- **WORK ORDER**: Return the lines below that contain the word "func".

- **STORED DATA**:
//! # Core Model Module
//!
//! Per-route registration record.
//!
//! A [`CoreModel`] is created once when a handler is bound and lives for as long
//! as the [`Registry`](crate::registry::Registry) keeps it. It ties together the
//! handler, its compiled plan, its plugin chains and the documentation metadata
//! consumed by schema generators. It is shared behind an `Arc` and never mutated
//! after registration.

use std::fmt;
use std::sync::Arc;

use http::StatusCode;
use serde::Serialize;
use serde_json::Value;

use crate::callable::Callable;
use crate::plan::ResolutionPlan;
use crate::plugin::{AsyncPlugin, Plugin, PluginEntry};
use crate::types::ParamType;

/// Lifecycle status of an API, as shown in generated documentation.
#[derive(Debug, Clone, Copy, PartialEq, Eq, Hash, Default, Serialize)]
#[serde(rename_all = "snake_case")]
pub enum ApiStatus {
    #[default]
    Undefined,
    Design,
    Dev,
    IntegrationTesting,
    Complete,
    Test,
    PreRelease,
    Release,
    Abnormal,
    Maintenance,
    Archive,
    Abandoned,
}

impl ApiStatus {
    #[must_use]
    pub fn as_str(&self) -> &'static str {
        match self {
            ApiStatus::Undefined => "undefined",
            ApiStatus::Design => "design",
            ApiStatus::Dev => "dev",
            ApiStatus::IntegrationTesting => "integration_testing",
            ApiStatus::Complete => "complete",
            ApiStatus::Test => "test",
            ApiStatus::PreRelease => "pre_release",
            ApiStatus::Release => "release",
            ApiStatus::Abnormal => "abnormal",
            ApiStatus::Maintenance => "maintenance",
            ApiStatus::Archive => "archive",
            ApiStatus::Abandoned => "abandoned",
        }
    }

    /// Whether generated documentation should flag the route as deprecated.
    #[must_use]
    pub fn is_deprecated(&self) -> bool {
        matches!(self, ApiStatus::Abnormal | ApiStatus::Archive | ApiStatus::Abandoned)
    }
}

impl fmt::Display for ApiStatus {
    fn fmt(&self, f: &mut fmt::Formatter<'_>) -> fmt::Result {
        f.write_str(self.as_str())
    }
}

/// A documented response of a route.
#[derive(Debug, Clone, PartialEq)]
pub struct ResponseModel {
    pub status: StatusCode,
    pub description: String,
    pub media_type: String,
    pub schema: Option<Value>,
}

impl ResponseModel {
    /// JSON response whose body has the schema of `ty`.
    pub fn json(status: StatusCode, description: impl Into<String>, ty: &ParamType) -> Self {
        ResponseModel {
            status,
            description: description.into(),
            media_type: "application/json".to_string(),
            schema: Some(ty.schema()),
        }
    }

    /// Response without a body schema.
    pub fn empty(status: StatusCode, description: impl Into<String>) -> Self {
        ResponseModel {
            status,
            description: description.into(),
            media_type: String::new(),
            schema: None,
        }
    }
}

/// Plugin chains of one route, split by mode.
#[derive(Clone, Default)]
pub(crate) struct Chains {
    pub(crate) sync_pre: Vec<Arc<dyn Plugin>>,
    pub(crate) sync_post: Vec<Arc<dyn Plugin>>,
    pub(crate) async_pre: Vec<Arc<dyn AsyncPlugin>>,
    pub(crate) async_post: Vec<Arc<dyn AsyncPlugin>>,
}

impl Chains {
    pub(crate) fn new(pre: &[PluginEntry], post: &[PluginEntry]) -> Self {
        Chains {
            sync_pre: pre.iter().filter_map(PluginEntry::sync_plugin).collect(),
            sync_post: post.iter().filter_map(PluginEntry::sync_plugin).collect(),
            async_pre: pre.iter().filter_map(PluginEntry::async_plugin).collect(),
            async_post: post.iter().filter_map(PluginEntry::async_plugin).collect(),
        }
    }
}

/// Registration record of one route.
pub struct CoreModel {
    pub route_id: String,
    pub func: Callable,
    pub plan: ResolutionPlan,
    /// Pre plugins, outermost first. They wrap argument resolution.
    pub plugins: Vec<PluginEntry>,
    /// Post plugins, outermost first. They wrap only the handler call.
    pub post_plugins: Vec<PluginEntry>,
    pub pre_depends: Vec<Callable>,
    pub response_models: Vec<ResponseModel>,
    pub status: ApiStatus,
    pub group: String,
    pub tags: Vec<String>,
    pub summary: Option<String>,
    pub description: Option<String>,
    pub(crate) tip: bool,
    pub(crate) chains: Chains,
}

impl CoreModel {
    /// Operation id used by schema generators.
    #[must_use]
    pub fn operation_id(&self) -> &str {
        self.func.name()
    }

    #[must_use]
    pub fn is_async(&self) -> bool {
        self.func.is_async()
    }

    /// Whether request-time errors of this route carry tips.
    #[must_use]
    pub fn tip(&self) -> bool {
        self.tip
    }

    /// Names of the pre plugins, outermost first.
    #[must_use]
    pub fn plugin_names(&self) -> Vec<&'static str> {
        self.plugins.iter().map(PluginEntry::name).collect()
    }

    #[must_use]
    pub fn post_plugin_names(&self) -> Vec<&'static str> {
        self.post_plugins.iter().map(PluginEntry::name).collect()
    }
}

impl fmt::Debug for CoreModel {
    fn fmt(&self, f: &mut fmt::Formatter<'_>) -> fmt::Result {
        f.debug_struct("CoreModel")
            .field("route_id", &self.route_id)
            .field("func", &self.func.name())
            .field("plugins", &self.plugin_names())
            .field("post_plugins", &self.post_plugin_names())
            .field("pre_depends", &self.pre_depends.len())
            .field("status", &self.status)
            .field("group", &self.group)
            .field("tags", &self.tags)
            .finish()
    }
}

...

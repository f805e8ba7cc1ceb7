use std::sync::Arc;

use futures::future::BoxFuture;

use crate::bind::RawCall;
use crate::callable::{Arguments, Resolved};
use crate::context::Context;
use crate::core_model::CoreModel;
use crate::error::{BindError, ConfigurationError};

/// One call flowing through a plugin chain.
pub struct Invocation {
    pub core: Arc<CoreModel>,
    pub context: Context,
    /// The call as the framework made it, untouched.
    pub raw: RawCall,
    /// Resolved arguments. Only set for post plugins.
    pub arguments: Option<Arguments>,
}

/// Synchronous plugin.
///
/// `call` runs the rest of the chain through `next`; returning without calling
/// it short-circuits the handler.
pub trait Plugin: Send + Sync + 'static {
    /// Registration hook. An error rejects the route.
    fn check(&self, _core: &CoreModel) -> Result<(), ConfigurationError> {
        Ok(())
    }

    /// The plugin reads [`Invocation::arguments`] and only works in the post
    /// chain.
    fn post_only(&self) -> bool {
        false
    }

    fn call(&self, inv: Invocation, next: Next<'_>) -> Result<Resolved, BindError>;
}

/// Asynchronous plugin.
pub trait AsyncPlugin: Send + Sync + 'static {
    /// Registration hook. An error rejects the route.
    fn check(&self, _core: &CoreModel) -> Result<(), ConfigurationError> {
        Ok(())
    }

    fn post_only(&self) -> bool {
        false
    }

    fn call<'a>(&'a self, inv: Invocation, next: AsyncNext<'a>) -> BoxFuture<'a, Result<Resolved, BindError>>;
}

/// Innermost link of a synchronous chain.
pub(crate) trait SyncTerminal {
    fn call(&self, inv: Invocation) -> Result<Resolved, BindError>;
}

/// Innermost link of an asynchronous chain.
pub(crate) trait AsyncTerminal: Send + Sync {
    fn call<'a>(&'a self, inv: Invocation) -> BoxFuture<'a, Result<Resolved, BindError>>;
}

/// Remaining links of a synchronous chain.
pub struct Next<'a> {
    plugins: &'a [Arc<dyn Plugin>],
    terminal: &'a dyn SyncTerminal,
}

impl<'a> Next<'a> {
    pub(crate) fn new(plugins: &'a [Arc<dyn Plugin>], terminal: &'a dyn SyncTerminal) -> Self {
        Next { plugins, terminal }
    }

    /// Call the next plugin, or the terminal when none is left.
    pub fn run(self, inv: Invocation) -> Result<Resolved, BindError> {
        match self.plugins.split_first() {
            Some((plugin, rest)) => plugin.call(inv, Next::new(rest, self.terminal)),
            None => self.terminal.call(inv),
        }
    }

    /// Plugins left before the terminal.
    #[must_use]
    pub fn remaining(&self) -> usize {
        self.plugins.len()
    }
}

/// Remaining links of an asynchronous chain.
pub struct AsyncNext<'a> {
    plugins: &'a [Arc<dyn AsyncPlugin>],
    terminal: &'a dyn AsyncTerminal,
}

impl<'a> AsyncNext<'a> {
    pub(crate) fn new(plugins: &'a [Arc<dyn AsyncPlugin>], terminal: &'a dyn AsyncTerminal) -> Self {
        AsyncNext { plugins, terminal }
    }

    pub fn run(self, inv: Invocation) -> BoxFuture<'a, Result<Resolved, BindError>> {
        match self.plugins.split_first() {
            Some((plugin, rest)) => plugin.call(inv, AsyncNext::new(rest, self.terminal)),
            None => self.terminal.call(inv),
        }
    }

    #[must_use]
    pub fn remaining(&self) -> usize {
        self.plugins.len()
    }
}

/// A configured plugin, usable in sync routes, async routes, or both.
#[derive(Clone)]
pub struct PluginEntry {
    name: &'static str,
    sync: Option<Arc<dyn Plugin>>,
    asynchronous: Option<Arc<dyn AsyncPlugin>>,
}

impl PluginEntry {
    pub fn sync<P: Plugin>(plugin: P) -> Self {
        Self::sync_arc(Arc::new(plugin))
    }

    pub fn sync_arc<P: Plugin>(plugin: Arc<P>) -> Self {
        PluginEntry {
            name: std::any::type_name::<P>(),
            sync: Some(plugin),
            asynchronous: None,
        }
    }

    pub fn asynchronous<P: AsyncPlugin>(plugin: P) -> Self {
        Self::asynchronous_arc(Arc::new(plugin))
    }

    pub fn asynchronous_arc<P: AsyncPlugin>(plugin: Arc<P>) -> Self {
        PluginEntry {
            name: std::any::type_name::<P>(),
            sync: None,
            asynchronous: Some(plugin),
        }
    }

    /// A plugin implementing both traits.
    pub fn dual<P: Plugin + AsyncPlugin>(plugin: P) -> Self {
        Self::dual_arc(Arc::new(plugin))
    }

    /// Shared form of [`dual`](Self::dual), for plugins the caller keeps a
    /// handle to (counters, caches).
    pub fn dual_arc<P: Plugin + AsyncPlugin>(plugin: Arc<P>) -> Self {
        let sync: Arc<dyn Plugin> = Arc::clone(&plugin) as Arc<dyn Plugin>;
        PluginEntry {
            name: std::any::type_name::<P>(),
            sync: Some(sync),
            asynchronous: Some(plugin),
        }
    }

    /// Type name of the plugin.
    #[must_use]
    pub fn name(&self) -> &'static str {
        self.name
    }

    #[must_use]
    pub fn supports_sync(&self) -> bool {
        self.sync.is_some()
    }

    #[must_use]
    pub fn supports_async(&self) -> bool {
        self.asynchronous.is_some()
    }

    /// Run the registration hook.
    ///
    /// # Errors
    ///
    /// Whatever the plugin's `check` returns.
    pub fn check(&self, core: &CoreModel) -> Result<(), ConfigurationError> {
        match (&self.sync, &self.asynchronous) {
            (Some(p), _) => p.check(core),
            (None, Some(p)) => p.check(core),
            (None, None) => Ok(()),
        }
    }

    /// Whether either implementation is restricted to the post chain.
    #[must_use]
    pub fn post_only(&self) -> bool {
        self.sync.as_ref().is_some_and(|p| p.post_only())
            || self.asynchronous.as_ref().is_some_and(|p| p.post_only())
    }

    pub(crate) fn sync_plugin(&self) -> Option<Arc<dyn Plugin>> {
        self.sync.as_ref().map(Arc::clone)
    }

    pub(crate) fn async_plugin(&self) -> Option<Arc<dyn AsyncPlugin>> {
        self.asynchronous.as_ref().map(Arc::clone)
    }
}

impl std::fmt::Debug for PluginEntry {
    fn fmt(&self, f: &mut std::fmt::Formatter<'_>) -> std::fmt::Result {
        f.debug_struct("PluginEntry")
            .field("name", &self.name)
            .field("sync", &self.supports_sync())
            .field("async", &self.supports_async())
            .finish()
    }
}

- **SOLVED PROBLEM**:
    pub func: Callable,
        self.func.name()
        self.func.is_async()
            .field("func", &self.func.name())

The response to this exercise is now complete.